──────── Dataset content

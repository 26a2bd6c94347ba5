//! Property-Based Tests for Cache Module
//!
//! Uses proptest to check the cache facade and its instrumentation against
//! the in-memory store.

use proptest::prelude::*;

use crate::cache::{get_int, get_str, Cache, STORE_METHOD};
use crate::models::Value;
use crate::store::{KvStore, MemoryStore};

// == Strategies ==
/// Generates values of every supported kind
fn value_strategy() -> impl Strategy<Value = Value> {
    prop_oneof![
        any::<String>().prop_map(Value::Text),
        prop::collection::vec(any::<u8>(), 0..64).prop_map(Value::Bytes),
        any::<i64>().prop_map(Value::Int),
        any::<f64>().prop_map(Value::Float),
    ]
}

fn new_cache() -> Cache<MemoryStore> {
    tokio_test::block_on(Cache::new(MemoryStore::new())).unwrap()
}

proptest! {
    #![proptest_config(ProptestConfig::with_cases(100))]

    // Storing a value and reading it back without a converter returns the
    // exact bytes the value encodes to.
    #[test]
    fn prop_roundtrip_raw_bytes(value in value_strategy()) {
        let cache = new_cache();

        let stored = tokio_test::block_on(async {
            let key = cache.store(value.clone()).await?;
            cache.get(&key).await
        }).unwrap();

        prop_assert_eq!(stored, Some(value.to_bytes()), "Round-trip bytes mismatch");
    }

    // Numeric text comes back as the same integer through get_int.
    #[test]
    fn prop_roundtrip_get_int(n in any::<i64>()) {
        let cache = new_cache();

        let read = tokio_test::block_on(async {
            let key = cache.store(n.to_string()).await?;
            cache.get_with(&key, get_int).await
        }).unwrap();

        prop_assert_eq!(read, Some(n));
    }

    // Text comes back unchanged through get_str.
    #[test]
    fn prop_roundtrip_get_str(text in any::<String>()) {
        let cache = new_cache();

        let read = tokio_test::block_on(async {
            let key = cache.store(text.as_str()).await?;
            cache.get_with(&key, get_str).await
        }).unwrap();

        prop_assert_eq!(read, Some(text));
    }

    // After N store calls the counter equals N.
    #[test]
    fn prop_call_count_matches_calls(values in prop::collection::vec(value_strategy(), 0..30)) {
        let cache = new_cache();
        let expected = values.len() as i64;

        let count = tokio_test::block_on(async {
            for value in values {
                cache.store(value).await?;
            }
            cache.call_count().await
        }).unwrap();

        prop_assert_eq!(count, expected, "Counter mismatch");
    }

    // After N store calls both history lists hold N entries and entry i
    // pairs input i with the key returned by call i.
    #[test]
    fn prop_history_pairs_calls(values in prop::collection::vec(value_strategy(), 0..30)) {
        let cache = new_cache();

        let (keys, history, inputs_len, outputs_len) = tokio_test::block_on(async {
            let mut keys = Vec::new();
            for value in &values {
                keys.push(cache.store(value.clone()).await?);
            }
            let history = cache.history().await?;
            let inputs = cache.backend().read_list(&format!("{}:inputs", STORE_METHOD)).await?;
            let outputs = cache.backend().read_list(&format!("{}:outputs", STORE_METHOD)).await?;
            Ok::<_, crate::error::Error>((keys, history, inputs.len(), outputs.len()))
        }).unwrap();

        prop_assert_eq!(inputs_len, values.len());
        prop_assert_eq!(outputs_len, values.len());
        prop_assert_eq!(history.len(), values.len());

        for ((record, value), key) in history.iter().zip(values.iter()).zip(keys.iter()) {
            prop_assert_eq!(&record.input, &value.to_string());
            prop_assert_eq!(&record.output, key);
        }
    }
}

────────────────

Isolate each line of the listing above that includes "backend". Copy it.

            let inputs = cache.backend().read_list(&format!("{}:inputs", STORE_METHOD)).await?;
            let outputs = cache.backend().read_list(&format!("{}:outputs", STORE_METHOD)).await?;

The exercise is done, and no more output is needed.